**THE PROBLEM**. Your job with the data below is to output exactly the lines from the one holding "club hub core." down to the one holding "directory is rejected.", both included, and no others.

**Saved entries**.
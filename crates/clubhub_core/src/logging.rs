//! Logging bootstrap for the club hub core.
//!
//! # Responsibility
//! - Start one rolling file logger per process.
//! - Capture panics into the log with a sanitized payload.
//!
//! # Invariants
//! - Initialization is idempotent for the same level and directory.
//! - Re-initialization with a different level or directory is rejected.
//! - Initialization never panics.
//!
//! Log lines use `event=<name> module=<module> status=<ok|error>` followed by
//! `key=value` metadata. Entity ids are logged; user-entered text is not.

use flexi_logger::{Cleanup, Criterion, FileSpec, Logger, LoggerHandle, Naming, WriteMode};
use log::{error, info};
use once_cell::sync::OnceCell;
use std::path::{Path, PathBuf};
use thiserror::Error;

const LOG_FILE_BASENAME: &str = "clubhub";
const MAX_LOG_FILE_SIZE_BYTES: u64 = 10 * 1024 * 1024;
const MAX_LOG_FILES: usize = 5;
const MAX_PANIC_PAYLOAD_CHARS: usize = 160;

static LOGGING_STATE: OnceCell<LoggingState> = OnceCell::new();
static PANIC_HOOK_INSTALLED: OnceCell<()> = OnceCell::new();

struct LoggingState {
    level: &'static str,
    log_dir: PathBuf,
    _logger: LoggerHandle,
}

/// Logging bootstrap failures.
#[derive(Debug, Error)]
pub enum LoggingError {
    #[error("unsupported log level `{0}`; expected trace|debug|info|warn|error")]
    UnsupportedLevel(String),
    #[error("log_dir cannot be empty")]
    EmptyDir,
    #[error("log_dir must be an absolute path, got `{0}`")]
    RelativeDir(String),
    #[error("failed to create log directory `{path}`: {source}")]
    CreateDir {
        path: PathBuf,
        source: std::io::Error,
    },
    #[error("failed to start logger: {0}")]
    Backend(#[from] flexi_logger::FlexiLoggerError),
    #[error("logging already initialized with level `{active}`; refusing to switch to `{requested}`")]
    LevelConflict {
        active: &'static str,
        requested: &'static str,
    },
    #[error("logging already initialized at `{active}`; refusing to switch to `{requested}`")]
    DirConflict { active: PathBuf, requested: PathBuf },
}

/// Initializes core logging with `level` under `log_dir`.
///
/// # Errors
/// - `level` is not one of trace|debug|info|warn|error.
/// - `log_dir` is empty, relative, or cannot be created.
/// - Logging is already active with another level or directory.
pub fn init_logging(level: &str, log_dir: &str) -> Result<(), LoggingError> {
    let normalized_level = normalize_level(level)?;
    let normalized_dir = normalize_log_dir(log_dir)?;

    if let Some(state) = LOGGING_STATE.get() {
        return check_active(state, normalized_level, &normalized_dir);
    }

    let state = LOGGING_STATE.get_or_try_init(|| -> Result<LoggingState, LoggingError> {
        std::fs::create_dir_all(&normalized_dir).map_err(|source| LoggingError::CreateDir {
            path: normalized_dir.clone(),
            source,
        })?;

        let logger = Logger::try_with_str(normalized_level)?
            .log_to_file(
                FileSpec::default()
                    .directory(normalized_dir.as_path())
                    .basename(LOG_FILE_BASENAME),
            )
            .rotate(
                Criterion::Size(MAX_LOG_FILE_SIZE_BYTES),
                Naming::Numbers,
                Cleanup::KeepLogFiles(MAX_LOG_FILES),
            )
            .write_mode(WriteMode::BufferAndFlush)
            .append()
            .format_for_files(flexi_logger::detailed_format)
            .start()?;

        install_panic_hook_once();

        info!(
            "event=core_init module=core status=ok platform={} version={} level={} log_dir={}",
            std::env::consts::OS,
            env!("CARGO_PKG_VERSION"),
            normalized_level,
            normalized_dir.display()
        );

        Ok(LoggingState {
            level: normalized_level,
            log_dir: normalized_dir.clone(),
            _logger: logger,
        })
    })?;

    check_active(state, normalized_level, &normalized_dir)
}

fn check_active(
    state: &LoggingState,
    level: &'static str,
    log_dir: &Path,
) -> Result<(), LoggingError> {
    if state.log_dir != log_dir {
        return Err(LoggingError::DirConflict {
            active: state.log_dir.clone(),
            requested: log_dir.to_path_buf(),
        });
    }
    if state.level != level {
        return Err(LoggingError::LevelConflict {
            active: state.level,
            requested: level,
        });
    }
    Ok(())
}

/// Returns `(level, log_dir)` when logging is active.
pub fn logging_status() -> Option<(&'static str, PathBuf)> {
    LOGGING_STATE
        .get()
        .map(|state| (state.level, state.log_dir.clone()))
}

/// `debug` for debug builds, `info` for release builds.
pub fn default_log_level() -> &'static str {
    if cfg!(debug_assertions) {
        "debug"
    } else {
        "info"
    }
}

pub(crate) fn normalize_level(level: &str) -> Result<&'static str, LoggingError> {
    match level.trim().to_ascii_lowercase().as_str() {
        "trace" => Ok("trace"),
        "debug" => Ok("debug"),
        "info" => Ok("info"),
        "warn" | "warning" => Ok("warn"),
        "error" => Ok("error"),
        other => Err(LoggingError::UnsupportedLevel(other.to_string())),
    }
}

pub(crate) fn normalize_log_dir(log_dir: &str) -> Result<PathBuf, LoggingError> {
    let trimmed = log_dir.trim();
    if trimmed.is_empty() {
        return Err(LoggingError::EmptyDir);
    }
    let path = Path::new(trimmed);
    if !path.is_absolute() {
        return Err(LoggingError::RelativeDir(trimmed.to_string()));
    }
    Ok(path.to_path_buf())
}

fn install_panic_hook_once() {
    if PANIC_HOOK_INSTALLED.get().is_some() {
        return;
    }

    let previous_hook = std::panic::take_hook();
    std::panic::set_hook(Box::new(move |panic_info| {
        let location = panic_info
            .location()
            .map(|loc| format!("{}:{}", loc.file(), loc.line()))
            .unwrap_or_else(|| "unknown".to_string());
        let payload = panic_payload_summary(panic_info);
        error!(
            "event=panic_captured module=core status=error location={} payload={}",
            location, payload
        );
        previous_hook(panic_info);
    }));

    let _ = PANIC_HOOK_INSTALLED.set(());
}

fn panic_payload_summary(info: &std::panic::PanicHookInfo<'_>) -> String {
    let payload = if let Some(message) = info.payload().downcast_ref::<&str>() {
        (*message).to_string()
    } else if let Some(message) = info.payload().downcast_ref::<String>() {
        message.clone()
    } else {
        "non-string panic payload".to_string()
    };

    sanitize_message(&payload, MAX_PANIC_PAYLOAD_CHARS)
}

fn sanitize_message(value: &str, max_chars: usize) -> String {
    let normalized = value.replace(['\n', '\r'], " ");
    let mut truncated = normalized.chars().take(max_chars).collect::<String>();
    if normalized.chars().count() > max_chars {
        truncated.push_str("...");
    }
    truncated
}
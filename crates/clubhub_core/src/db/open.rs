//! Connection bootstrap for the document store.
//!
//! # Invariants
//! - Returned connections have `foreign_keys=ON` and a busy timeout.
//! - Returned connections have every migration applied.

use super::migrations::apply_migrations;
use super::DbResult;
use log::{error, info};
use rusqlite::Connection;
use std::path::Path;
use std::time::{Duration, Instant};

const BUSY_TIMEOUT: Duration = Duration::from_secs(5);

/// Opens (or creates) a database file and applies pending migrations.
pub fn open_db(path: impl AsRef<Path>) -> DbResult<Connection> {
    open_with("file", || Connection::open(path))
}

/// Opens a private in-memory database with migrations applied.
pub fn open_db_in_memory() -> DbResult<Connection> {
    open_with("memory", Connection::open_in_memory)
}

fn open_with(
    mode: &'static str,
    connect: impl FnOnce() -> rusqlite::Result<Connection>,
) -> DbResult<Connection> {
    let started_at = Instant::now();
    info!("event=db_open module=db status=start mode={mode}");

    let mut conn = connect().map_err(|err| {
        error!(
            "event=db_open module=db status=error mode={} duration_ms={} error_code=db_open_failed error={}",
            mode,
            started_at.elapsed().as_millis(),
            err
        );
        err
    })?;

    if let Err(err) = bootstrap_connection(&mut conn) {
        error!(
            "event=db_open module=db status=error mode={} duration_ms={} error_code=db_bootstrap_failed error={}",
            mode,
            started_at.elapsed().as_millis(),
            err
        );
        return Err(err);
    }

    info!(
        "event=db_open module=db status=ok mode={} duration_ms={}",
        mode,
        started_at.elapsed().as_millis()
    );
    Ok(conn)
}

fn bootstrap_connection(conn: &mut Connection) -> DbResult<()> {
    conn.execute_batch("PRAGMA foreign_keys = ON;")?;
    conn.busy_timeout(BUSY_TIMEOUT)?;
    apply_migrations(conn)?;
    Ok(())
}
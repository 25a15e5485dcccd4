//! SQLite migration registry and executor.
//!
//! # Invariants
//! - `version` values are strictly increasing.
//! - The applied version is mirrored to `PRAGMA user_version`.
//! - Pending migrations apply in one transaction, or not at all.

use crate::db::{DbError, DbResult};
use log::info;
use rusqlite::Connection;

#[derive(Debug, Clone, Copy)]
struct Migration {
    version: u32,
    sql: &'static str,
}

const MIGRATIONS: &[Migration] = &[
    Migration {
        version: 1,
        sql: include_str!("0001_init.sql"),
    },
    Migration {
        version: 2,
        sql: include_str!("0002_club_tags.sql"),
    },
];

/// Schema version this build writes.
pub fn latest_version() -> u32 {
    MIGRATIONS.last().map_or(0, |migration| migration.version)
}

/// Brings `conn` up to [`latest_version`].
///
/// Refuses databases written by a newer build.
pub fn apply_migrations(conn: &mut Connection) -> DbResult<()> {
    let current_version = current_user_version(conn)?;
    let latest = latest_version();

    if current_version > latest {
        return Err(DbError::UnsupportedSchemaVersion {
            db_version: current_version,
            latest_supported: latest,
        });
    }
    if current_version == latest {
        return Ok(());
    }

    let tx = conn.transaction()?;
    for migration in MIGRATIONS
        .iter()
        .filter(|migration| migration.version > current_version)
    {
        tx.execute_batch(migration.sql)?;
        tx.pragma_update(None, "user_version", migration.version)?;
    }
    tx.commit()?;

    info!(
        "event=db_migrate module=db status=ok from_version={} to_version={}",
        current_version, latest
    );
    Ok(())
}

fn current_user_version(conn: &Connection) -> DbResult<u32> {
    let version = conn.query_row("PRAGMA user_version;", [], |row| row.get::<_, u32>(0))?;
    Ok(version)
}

**ANSWER BOX**.
//! Logging bootstrap for the club hub core.
//!
//! # Responsibility
//! - Start one rolling file logger per process.
//! - Capture panics into the log with a sanitized payload.
//!
//! # Invariants
//! - Initialization is idempotent for the same level and directory.
//! - Re-initialization with a different level or directory is rejected.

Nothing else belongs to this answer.